The Hebridean

Overview
- Service type: Passenger train
- First service: 17 July 1933
- Former operators: London, Midland and Scottish Railway British Rail

Route
- Termini: Inverness Kyle of Lochalsh
- Service frequency: Daily
- Line used: Kyle of Lochalsh line

= Hebridean (train) =

The Hebridean was a named passenger train operating in the United Kingdom.

==History==
The service was introduced on 17 July 1933 by the London, Midland and Scottish Railway. Along with its companion, The Lewisman, it was a summer-only express between Inverness and the Kyle of Lochalsh connecting with steamers to the Isle of Skye and Stornoway.

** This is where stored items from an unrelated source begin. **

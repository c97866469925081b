use std::fmt::Write as _;

use anyhow::Result;
use serde::{Deserialize, Serialize};

use super::book_index::{BookIndex, CHAPTER_MARKER, LabelledChunk, VERSE_MARKER};
use crate::types::{
    verse_object::{Milestone, VerseObject, Word},
    verse_reference::{VerseLabel, VerseReference},
};

/// Conversion between verse objects and USFM, at verse and at book level.
pub trait UsfmCodec {
    fn verse_to_usfm(&self, verse_objects: &[VerseObject]) -> String;

    fn parse_book(&self, usfm: &str) -> Result<BookObjects>;

    fn book_to_usfm(&self, book: &BookObjects) -> Result<String>;
}

#[derive(Serialize, Deserialize, Debug, Clone, PartialEq, Eq, Default)]
pub struct VerseContent {
    pub label: String,
    pub separator: String,
    pub objects: Vec<VerseObject>,
}

#[derive(Serialize, Deserialize, Debug, Clone, PartialEq, Eq, Default)]
pub struct ChapterContent {
    pub label: String,
    pub separator: String,
    pub front: Vec<VerseObject>,
    pub verses: Vec<VerseContent>,
}

/// A whole book as verse objects, keeping every label and separator so that
/// rendering an unmodified book reproduces its source.
#[derive(Serialize, Deserialize, Debug, Clone, PartialEq, Eq, Default)]
pub struct BookObjects {
    pub header: Vec<VerseObject>,
    pub chapters: Vec<ChapterContent>,
}

/// Leading number of a label, `"3-5"` sorts as 3.
fn label_number(label: &str) -> Option<u32> {
    let digits = label.find(|c: char| !c.is_ascii_digit()).unwrap_or(label.len());
    label[..digits].parse().ok()
}

impl BookObjects {
    pub fn verse(&self, reference: &VerseReference) -> Option<&[VerseObject]> {
        let chapter_label = reference.chapter.to_string();
        let chapter = self.chapters.iter().find(|c| c.label == chapter_label)?;

        if reference.verse == VerseLabel::Front {
            return Some(&chapter.front);
        }

        let verse_label = reference.verse.to_string();
        chapter
            .verses
            .iter()
            .find(|v| v.label == verse_label)
            .map(|v| v.objects.as_slice())
    }

    /// Replace the content of a verse, creating the chapter or the verse in
    /// numeric order when the book does not have it yet.
    pub fn set_verse(&mut self, reference: &VerseReference, objects: Vec<VerseObject>) {
        let chapter_label = reference.chapter.to_string();
        let chapter_index = match self.chapters.iter().position(|c| c.label == chapter_label) {
            Some(index) => index,
            None => {
                let index = self
                    .chapters
                    .iter()
                    .position(|c| label_number(&c.label).is_some_and(|n| n > reference.chapter))
                    .unwrap_or(self.chapters.len());
                self.chapters.insert(index, ChapterContent {
                    label: chapter_label,
                    separator: "\n".to_owned(),
                    ..ChapterContent::default()
                });
                index
            }
        };
        let chapter = &mut self.chapters[chapter_index];

        if reference.verse == VerseLabel::Front {
            chapter.front = objects;
            return;
        }

        let verse_label = reference.verse.to_string();
        if let Some(verse) = chapter.verses.iter_mut().find(|v| v.label == verse_label) {
            verse.objects = objects;
            return;
        }

        let first_verse = reference.verse.first_verse();
        let index = chapter
            .verses
            .iter()
            .position(|v| label_number(&v.label).is_some_and(|n| n > first_verse))
            .unwrap_or(chapter.verses.len());
        chapter.verses.insert(index, VerseContent {
            label: verse_label,
            separator: " ".to_owned(),
            objects,
        });
    }
}

/// Renders verse objects in the aligned USFM flavour (`\w` words with
/// occurrence attributes inside `\zaln-s`/`\zaln-e\*` milestones). Books are
/// parsed into one text object per verse, which is enough to rebuild a book
/// around edited verses without touching anything else.
#[derive(Debug, Clone, Copy, Default)]
pub struct BasicUsfmCodec;

impl BasicUsfmCodec {
    fn write_word(out: &mut String, word: &Word) {
        let _ = write!(out, "\\w {}|", word.text);
        if let Some(lemma) = &word.lemma {
            let _ = write!(out, "lemma=\"{lemma}\" ");
        }
        if let Some(strong) = &word.strong {
            let _ = write!(out, "strong=\"{strong}\" ");
        }
        if let Some(morph) = &word.morph {
            let _ = write!(out, "x-morph=\"{morph}\" ");
        }
        let _ = write!(
            out,
            "x-occurrence=\"{}\" x-occurrences=\"{}\"\\w*",
            word.occurrence, word.occurrences
        );
        out.push_str(word.next_char.as_deref().unwrap_or_default());
    }

    fn write_milestone(&self, out: &mut String, milestone: &Milestone) {
        let _ = write!(out, "\\{}-s |", milestone.tag);
        if let Some(strong) = &milestone.strong {
            let _ = write!(out, "x-strong=\"{strong}\" ");
        }
        if let Some(lemma) = &milestone.lemma {
            let _ = write!(out, "x-lemma=\"{lemma}\" ");
        }
        if let Some(morph) = &milestone.morph {
            let _ = write!(out, "x-morph=\"{morph}\" ");
        }
        let _ = write!(
            out,
            "x-occurrence=\"{}\" x-occurrences=\"{}\" x-content=\"{}\"\\*",
            milestone.occurrence, milestone.occurrences, milestone.content
        );
        self.write_objects(out, &milestone.children);
        let _ = write!(out, "\\{}-e\\*", milestone.tag);
        out.push_str(milestone.next_char.as_deref().unwrap_or_default());
    }

    fn write_objects(&self, out: &mut String, verse_objects: &[VerseObject]) {
        for object in verse_objects {
            match object {
                VerseObject::Text { text } => out.push_str(text),
                VerseObject::Word(word) => Self::write_word(out, word),
                VerseObject::Paragraph { tag, next_char } => {
                    out.push('\\');
                    out.push_str(tag);
                    out.push_str(next_char.as_deref().unwrap_or("\n"));
                }
                VerseObject::Milestone(milestone) => self.write_milestone(out, milestone),
            }
        }
    }

    fn verbatim(text: &str) -> Vec<VerseObject> {
        if text.is_empty() {
            vec![]
        } else {
            vec![VerseObject::text(text)]
        }
    }

    fn verse_content(chunk: &LabelledChunk<'_>) -> VerseContent {
        VerseContent {
            label: chunk.label.to_owned(),
            separator: chunk.separator.to_owned(),
            objects: Self::verbatim(chunk.body),
        }
    }
}

impl UsfmCodec for BasicUsfmCodec {
    fn verse_to_usfm(&self, verse_objects: &[VerseObject]) -> String {
        let mut out = String::new();
        self.write_objects(&mut out, verse_objects);
        out
    }

    fn parse_book(&self, usfm: &str) -> Result<BookObjects> {
        let index = BookIndex::new(usfm);

        let chapters = index
            .chapters()
            .iter()
            .map(|chapter| ChapterContent {
                label: chapter.head.label.to_owned(),
                separator: chapter.head.separator.to_owned(),
                front: Self::verbatim(chapter.head.body),
                verses: chapter.verses.iter().map(Self::verse_content).collect(),
            })
            .collect();

        Ok(BookObjects {
            header: Self::verbatim(index.header()),
            chapters,
        })
    }

    fn book_to_usfm(&self, book: &BookObjects) -> Result<String> {
        let mut out = String::new();
        self.write_objects(&mut out, &book.header);

        for chapter in &book.chapters {
            out.push_str(CHAPTER_MARKER);
            out.push_str(&chapter.label);
            out.push_str(&chapter.separator);
            self.write_objects(&mut out, &chapter.front);

            for verse in &chapter.verses {
                out.push_str(VERSE_MARKER);
                out.push_str(&verse.label);
                out.push_str(&verse.separator);
                self.write_objects(&mut out, &verse.objects);
            }
        }

        Ok(out)
    }
}
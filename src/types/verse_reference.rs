use std::{fmt::Display, str::FromStr};

use serde::{Deserialize, Serialize};

use super::number_or_string::NumberOrString;
use crate::errors::ReferenceError;

/// Label following a `\v` marker, or the chapter front matter that precedes
/// verse 1.
#[derive(Serialize, Deserialize, Debug, Clone, Copy, PartialEq, Eq, Hash)]
#[serde(try_from = "NumberOrString", into = "NumberOrString")]
pub enum VerseLabel {
    Front,
    Number(u32),
    Range(u32, u32),
}

impl VerseLabel {
    /// The first verse number covered by the label, `0` for front matter.
    pub fn first_verse(self) -> u32 {
        match self {
            VerseLabel::Front => 0,
            VerseLabel::Number(verse) | VerseLabel::Range(verse, _) => verse,
        }
    }
}

impl Display for VerseLabel {
    fn fmt(&self, f: &mut std::fmt::Formatter<'_>) -> std::fmt::Result {
        match self {
            VerseLabel::Front => write!(f, "front"),
            VerseLabel::Number(verse) => write!(f, "{verse}"),
            VerseLabel::Range(start, end) => write!(f, "{start}-{end}"),
        }
    }
}

impl FromStr for VerseLabel {
    type Err = ReferenceError;

    fn from_str(s: &str) -> Result<Self, Self::Err> {
        let trimmed = s.trim();
        if trimmed.eq_ignore_ascii_case("front") {
            return Ok(VerseLabel::Front);
        }

        let invalid = || ReferenceError::InvalidVerse(s.to_owned());
        match trimmed.split_once('-') {
            Some((start, end)) => {
                let start = start.trim().parse::<u32>().map_err(|_| invalid())?;
                let end = end.trim().parse::<u32>().map_err(|_| invalid())?;
                if end < start {
                    return Err(invalid());
                }
                Ok(VerseLabel::Range(start, end))
            }
            None => trimmed.parse::<u32>().map(VerseLabel::Number).map_err(|_| invalid()),
        }
    }
}

impl TryFrom<NumberOrString> for VerseLabel {
    type Error = ReferenceError;

    fn try_from(value: NumberOrString) -> Result<Self, Self::Error> {
        match value {
            NumberOrString::Number(number) => u32::try_from(number)
                .map(VerseLabel::Number)
                .map_err(|_| ReferenceError::InvalidVerse(number.to_string())),
            NumberOrString::Text(text) => text.parse(),
        }
    }
}

impl From<VerseLabel> for NumberOrString {
    fn from(value: VerseLabel) -> Self {
        match value {
            VerseLabel::Number(verse) => NumberOrString::Number(u64::from(verse)),
            label => NumberOrString::Text(label.to_string()),
        }
    }
}

impl From<u32> for VerseLabel {
    fn from(value: u32) -> Self { VerseLabel::Number(value) }
}

fn chapter_from(value: NumberOrString) -> Result<u32, ReferenceError> {
    let invalid = || ReferenceError::InvalidChapter(value.to_string());
    let chapter = match &value {
        NumberOrString::Number(number) => u32::try_from(*number).map_err(|_| invalid())?,
        NumberOrString::Text(text) => text.trim().parse::<u32>().map_err(|_| invalid())?,
    };

    if chapter == 0 {
        return Err(invalid());
    }
    Ok(chapter)
}

#[derive(Deserialize)]
struct RawVerseReference {
    book_id: String,
    chapter: NumberOrString,
    verse: VerseLabel,
}

/// Immutable location of a verse within a book.
#[derive(Serialize, Deserialize, Debug, Clone, PartialEq, Eq, Hash)]
#[serde(try_from = "RawVerseReference")]
pub struct VerseReference {
    pub book_id: String,
    pub chapter: u32,
    pub verse: VerseLabel,
}

impl VerseReference {
    pub fn new(book_id: impl Into<String>, chapter: u32, verse: VerseLabel) -> Self {
        Self {
            book_id: book_id.into(),
            chapter,
            verse,
        }
    }

    /// Parse chapter and verse from their textual forms, e.g. `("1", "3-5")`.
    pub fn parse(book_id: &str, chapter: &str, verse: &str) -> Result<Self, ReferenceError> {
        Ok(Self {
            book_id: book_id.to_owned(),
            chapter: chapter_from(chapter.into())?,
            verse: verse.parse()?,
        })
    }

    pub fn is_front(&self) -> bool { self.verse == VerseLabel::Front }
}

impl TryFrom<RawVerseReference> for VerseReference {
    type Error = ReferenceError;

    fn try_from(raw: RawVerseReference) -> Result<Self, Self::Error> {
        Ok(Self {
            book_id: raw.book_id,
            chapter: chapter_from(raw.chapter)?,
            verse: raw.verse,
        })
    }
}

impl Display for VerseReference {
    fn fmt(&self, f: &mut std::fmt::Formatter<'_>) -> std::fmt::Result {
        write!(f, "{} {}:{}", self.book_id.to_uppercase(), self.chapter, self.verse)
    }
}

#[cfg(test)]
mod tests {
    use pretty_assertions::assert_eq;
    use test_case::test_case;

    use super::*;

    #[test_case("front", VerseLabel::Front; "front matter")]
    #[test_case("FRONT", VerseLabel::Front; "front matter in capitals")]
    #[test_case("7", VerseLabel::Number(7); "single verse")]
    #[test_case("3-5", VerseLabel::Range(3, 5); "verse range")]
    #[test_case(" 12 ", VerseLabel::Number(12); "surrounding whitespace")]
    fn test_parse_verse_label(input: &str, expected: VerseLabel) {
        assert_eq!(input.parse::<VerseLabel>(), Ok(expected));
    }

    #[test_case(""; "empty")]
    #[test_case("a"; "not a number")]
    #[test_case("5-3"; "reversed range")]
    #[test_case("3-"; "open range")]
    fn test_reject_invalid_verse_label(input: &str) {
        assert_eq!(
            input.parse::<VerseLabel>(),
            Err(ReferenceError::InvalidVerse(input.to_owned()))
        );
    }

    #[test]
    fn test_deserialise_reference_from_numbers_and_strings() {
        let reference: VerseReference =
            serde_json::from_str(r#"{"book_id": "tit", "chapter": "1", "verse": 2}"#).unwrap();
        assert_eq!(reference, VerseReference::new("tit", 1, VerseLabel::Number(2)));

        let reference: VerseReference =
            serde_json::from_str(r#"{"book_id": "tit", "chapter": 3, "verse": "front"}"#)
                .unwrap();
        assert!(reference.is_front());

        let error = serde_json::from_str::<VerseReference>(
            r#"{"book_id": "tit", "chapter": 0, "verse": 1}"#,
        );
        assert!(error.is_err());
    }

    #[test]
    fn test_serialise_label_round_trip() {
        let labels = vec![VerseLabel::Front, VerseLabel::Number(4), VerseLabel::Range(3, 5)];
        let json = serde_json::to_string(&labels).unwrap();

        assert_eq!(json, r#"["front",4,"3-5"]"#);
        assert_eq!(serde_json::from_str::<Vec<VerseLabel>>(&json).unwrap(), labels);
    }

    #[test]
    fn test_display() {
        assert_eq!(
            VerseReference::parse("tit", "1", "3-5").unwrap().to_string(),
            "TIT 1:3-5"
        );
    }
}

The Hebridean departed from Inverness at 7.25am, reaching Kyle of Lochalsh at 10.31am, returning at 10.45am arriving in Inverness at 2.00pm. It carried a through coach to and from Glasgow Buchanan Street.

After the Second World War, the Hebridean was retimed to leave Inverness at 10.40am, arriving into Kyle of Lochalsh at 1.40pm. Eventually the name was dropped, but it was reintroduced by British Rail in 1965 on trains departing Kyle of Lochalsh at 11.10am, and Inverness at 10.40am.